• Work to be completed:
Only the lines holding "fails" are wanted. Copy every one from the records below.

• Task input:
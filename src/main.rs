use std::path::PathBuf;

use anyhow::Context;
use clap::{Parser, Subcommand};
use tracing_subscriber::EnvFilter;

mod batch;
mod client;
mod dashboard;
mod intervention;
mod models;
mod outcome;
mod predict;
mod report;
mod session;
mod view;

use client::HttpBackend;
use models::{OutcomeUpdate, PredictionForm};
use predict::PredictionSession;
use view::{ids, Alerts, DashboardPage};

const DEFAULT_BASE_URL: &str = "http://127.0.0.1:8000";

#[derive(Parser)]
#[command(name = "dropout-risk")]
#[command(about = "Client for the student dropout risk prediction service", long_about = None)]
struct Cli {
    /// Base URL of the prediction backend
    #[arg(long, global = true, env = "DROPOUT_API_URL", default_value = DEFAULT_BASE_URL)]
    base_url: String,
    #[command(subcommand)]
    command: Commands,
}

#[derive(Subcommand)]
enum Commands {
    /// Show logged intervention statistics
    Dashboard {
        /// Also write a markdown report to this path
        #[arg(long)]
        out: Option<PathBuf>,
    },
    /// Predict dropout risk for one student
    Predict {
        #[arg(long = ids::ATTENDANCE, default_value = "")]
        attendance: String,
        #[arg(long = ids::MARKS, default_value = "")]
        internal_marks: String,
        #[arg(long = ids::QUIZ, default_value = "")]
        quiz_score: String,
        #[arg(long = ids::LOGIN, default_value = "")]
        login_frequency: String,
        #[arg(long = ids::FINANCIAL, default_value = "")]
        financial_issue: String,
        #[arg(long = ids::BACKLOG, default_value = "")]
        backlog_count: String,
        /// Log this intervention against the prediction once it succeeds
        #[arg(long = "intervention")]
        intervention: Option<String>,
    },
    /// Predict every row of a CSV file
    Batch {
        #[arg(long)]
        csv: PathBuf,
        #[arg(long, default_value = "predictions.csv")]
        out: PathBuf,
    },
    /// Record the observed outcome of a logged intervention
    UpdateOutcome {
        /// Timestamp of the intervention log entry
        #[arg(long)]
        timestamp: String,
        /// Improved, No Change or Dropped Out
        #[arg(long)]
        outcome: String,
    },
    /// Show prospective validation metrics
    Metrics,
    /// Interactive prompt sharing one prediction between commands
    Session,
}

/// Writes each alert once and fails with a count, so the error line does not
/// repeat the alert text.
fn report_alerts<W: std::io::Write>(alerts: &[String], mut err: W) -> anyhow::Result<()> {
    if alerts.is_empty() {
        return Ok(());
    }
    for alert in alerts {
        writeln!(err, "{alert}")?;
    }
    anyhow::bail!("{} alert(s) raised", alerts.len())
}

fn print_alerts(alerts: Vec<String>) -> anyhow::Result<()> {
    report_alerts(&alerts, std::io::stderr())
}

/// Prints `success` if it was raised, otherwise fails with the alerts.
fn confirm(alerts: Vec<String>, success: &str) -> anyhow::Result<()> {
    if alerts.iter().any(|a| a == success) {
        println!("{success}");
        return Ok(());
    }
    print_alerts(alerts)
}

#[tokio::main]
async fn main() -> anyhow::Result<()> {
    dotenvy::dotenv().ok();
    tracing_subscriber::fmt()
        .with_env_filter(
            EnvFilter::try_from_default_env()
                .unwrap_or_else(|_| EnvFilter::new("dropout_risk_client=info,warn")),
        )
        .with_writer(std::io::stderr)
        .init();

    let cli = Cli::parse();
    let backend = HttpBackend::new(&cli.base_url).context("invalid --base-url")?;
    tracing::debug!(base_url = backend.base_url(), "backend configured");

    match cli.command {
        Commands::Dashboard { out } => {
            let mut page = DashboardPage::default();
            let summary = dashboard::load_dashboard(&backend, &mut page).await;
            print_alerts(page.alerts.drain())?;
            print!("{}", page.view);

            if let (Some(out), Some(summary)) = (out, summary) {
                let report = report::build_report(&summary, chrono::Utc::now());
                std::fs::write(&out, report)
                    .with_context(|| format!("failed to write {}", out.display()))?;
                println!("Report written to {}.", out.display());
            }
        }
        Commands::Predict {
            attendance,
            internal_marks,
            quiz_score,
            login_frequency,
            financial_issue,
            backlog_count,
            intervention: log_as,
        } => {
            let form = PredictionForm {
                attendance,
                internal_marks,
                quiz_score,
                login_frequency,
                financial_issue,
                backlog_count,
            };
            let mut session = PredictionSession::new(&backend);
            session.submit(&form).await;
            print!("{}", session.page.result);
            if !session.page.intervention_visible {
                anyhow::bail!("prediction failed");
            }

            if let Some(selection) = log_as {
                session.log_intervention(&selection).await;
                confirm(session.page.alerts.drain(), intervention::LOGGED)?;
            }
        }
        Commands::Batch { csv, out } => {
            let input = std::fs::File::open(&csv)
                .with_context(|| format!("failed to open {}", csv.display()))?;
            let output = std::fs::File::create(&out)
                .with_context(|| format!("failed to create {}", out.display()))?;
            let summary = batch::run_batch(&backend, input, output).await?;
            println!(
                "Predicted {} rows ({} failed) into {}.",
                summary.predicted + summary.failed,
                summary.failed,
                out.display()
            );
        }
        Commands::UpdateOutcome {
            timestamp,
            outcome: observed,
        } => {
            let mut alerts = Alerts::default();
            let update = OutcomeUpdate {
                timestamp,
                outcome: observed,
            };
            outcome::record_outcome(&backend, &update, &mut alerts).await;
            confirm(alerts.drain(), outcome::OUTCOME_UPDATED)?;
        }
        Commands::Metrics => {
            let mut alerts = Alerts::default();
            let lines = outcome::load_validation(&backend, &mut alerts).await;
            print_alerts(alerts.drain())?;
            for line in lines {
                println!("{line}");
            }
        }
        Commands::Session => {
            let stdin = tokio::io::BufReader::new(tokio::io::stdin());
            println!("{}", session::HELP);
            let alerts = session::run_session(&backend, stdin, std::io::stdout()).await?;
            tracing::info!(alerts, "session ended");
        }
    }

    Ok(())
}
use tracing::{info, warn};

use crate::client::Backend;
use crate::models::InterventionPayload;
use crate::predict::{PredictionSession, PredictionSlot};

pub const SELECT_REQUIRED: &str = "Please select an intervention";
pub const NO_PREDICTION: &str = "Run a prediction before logging an intervention";
pub const LOGGED: &str = "Intervention logged successfully";
pub const LOG_FAILED: &str = "Failed to log intervention";

impl<B: Backend + ?Sized> PredictionSession<'_, B> {
    /// Records the selected intervention against the last prediction.
    pub async fn log_intervention(&mut self, selection: &str) {
        if selection.is_empty() {
            self.page.alerts.raise(SELECT_REQUIRED);
            return;
        }

        let Some(prediction) = self.last.value().cloned() else {
            self.page.alerts.raise(NO_PREDICTION);
            return;
        };
        if let PredictionSlot::Stale(_) = self.last {
            warn!(
                risk_level = %prediction.risk_level,
                "latest submission failed, logging against the previous prediction"
            );
        }

        let payload = InterventionPayload {
            prediction,
            intervention_taken: selection.to_string(),
        };

        match self.backend.log_intervention(&payload).await {
            Ok(()) => {
                info!(intervention = %payload.intervention_taken, "intervention logged");
                self.page.alerts.raise(LOGGED);
            }
            Err(err) => {
                warn!(error = %err, "intervention log failed");
                self.page.alerts.raise(LOG_FAILED);
            }
        }
    }
}
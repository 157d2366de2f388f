use tracing::{info, warn};

use crate::client::Backend;
use crate::models::DashboardSummary;
use crate::view::{render_dashboard, DashboardPage};

pub const LOAD_FAILED: &str = "Failed to load dashboard data";

/// Fetches the summary once and replaces the page lists. On failure the page
/// keeps what it showed before and gets a single alert.
///
/// The fetched summary is handed back for callers that also write a report.
pub async fn load_dashboard<B: Backend + ?Sized>(
    backend: &B,
    page: &mut DashboardPage,
) -> Option<DashboardSummary> {
    match backend.dashboard().await {
        Ok(summary) => {
            info!(
                total_logs = summary.total_logs,
                risk_levels = summary.risk_distribution.len(),
                "dashboard loaded"
            );
            page.view = render_dashboard(&summary);
            Some(summary)
        }
        Err(err) => {
            warn!(error = %err, "dashboard request failed");
            page.alerts.raise(LOAD_FAILED);
            None
        }
    }
}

• Output for this exercise:
/// Writes each alert once and fails with a count, so the error line does not
/// Prints `success` if it was raised, otherwise fails with the alerts.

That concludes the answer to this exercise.